Saved data entries:
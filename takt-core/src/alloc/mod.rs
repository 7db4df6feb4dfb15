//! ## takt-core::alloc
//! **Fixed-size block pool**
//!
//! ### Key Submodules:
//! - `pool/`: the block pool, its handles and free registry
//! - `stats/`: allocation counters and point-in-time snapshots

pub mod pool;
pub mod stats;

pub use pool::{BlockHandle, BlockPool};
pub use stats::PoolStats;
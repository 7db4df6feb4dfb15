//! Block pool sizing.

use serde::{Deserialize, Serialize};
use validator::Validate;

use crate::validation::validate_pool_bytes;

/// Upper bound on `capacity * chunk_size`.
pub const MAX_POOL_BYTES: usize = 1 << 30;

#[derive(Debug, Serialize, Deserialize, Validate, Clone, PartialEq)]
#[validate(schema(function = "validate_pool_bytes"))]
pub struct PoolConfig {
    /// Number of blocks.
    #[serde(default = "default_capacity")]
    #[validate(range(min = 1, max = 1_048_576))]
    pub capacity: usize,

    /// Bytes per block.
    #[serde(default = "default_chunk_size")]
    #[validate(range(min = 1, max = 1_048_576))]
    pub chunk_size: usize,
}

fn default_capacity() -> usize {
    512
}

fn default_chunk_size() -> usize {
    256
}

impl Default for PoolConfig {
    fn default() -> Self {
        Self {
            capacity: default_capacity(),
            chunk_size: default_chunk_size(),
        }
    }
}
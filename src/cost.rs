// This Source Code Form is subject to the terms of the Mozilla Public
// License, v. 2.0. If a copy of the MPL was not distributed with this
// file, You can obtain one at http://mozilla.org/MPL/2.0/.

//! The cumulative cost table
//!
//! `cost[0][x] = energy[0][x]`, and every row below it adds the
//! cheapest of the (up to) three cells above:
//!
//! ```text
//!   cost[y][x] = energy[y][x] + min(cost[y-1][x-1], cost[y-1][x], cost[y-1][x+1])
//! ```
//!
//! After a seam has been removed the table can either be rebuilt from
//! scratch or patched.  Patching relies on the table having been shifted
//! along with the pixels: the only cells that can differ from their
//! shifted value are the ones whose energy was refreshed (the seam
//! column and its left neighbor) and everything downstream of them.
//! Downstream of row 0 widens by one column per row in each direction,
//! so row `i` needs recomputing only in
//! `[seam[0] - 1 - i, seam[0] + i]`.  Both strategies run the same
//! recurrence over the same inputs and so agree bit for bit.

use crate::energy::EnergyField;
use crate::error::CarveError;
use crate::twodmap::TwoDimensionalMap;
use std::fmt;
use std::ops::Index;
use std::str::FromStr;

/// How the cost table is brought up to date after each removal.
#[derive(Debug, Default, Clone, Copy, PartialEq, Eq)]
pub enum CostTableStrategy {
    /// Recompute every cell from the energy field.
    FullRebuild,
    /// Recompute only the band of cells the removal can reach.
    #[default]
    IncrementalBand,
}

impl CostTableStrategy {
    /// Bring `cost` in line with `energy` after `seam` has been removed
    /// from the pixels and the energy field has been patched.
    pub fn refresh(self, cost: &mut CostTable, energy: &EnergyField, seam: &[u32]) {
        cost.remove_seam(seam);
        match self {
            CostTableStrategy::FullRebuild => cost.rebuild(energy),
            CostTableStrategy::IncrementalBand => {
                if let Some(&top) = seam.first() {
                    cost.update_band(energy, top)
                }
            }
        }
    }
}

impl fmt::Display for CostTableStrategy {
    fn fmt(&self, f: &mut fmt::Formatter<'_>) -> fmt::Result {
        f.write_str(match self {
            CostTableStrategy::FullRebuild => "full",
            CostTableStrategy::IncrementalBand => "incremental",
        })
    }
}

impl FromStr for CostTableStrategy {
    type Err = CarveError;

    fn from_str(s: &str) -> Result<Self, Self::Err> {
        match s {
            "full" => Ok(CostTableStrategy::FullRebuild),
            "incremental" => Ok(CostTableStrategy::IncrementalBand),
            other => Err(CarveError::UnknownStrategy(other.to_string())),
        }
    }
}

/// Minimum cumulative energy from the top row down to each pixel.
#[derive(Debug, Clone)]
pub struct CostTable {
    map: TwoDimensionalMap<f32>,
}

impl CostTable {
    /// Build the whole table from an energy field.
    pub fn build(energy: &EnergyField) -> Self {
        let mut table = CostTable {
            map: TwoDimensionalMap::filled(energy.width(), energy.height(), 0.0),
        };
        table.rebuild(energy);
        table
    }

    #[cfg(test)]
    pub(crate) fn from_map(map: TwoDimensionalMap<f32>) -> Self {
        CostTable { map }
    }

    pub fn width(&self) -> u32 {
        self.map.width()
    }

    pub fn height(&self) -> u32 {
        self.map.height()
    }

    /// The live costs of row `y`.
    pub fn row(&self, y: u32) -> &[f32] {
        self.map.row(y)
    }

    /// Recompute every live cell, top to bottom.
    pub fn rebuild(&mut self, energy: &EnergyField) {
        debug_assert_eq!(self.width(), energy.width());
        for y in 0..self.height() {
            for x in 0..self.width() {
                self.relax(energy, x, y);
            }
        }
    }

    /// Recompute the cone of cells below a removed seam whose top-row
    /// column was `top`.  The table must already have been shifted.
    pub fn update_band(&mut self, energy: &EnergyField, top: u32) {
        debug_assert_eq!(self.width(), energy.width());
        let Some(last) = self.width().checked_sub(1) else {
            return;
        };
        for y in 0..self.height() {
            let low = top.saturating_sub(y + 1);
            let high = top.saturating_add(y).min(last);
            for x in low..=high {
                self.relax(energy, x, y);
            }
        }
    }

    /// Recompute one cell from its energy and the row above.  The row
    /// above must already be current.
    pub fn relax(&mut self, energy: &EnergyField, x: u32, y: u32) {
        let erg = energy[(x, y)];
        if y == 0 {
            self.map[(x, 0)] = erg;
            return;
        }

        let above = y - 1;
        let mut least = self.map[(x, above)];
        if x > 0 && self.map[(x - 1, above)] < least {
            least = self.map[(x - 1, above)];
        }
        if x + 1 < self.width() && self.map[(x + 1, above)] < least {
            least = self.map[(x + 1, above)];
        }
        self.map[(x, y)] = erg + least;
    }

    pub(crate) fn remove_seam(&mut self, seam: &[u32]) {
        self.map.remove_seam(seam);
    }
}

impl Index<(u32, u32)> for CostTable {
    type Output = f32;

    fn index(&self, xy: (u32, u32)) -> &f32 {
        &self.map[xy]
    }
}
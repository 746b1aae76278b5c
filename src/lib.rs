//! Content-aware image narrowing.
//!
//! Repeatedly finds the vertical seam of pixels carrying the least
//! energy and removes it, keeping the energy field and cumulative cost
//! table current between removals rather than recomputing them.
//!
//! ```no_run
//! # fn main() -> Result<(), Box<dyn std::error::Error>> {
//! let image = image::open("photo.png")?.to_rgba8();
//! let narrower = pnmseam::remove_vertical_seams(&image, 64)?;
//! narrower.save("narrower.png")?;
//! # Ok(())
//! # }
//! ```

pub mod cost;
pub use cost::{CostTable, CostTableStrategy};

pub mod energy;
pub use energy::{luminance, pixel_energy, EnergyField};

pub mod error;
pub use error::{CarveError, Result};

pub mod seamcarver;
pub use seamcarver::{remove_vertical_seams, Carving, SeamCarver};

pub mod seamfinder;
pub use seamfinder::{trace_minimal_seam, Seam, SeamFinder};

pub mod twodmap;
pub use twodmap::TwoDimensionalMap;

Description of the task:
Repeat exactly, and only, the lines from the line containing "pub mod error;" through the last line of the records above, both included.

The answer:
pub mod error;
pub use error::{CarveError, Result};

pub mod seamcarver;
pub use seamcarver::{remove_vertical_seams, Carving, SeamCarver};

pub mod seamfinder;
pub use seamfinder::{trace_minimal_seam, Seam, SeamFinder};

pub mod twodmap;
pub use twodmap::TwoDimensionalMap;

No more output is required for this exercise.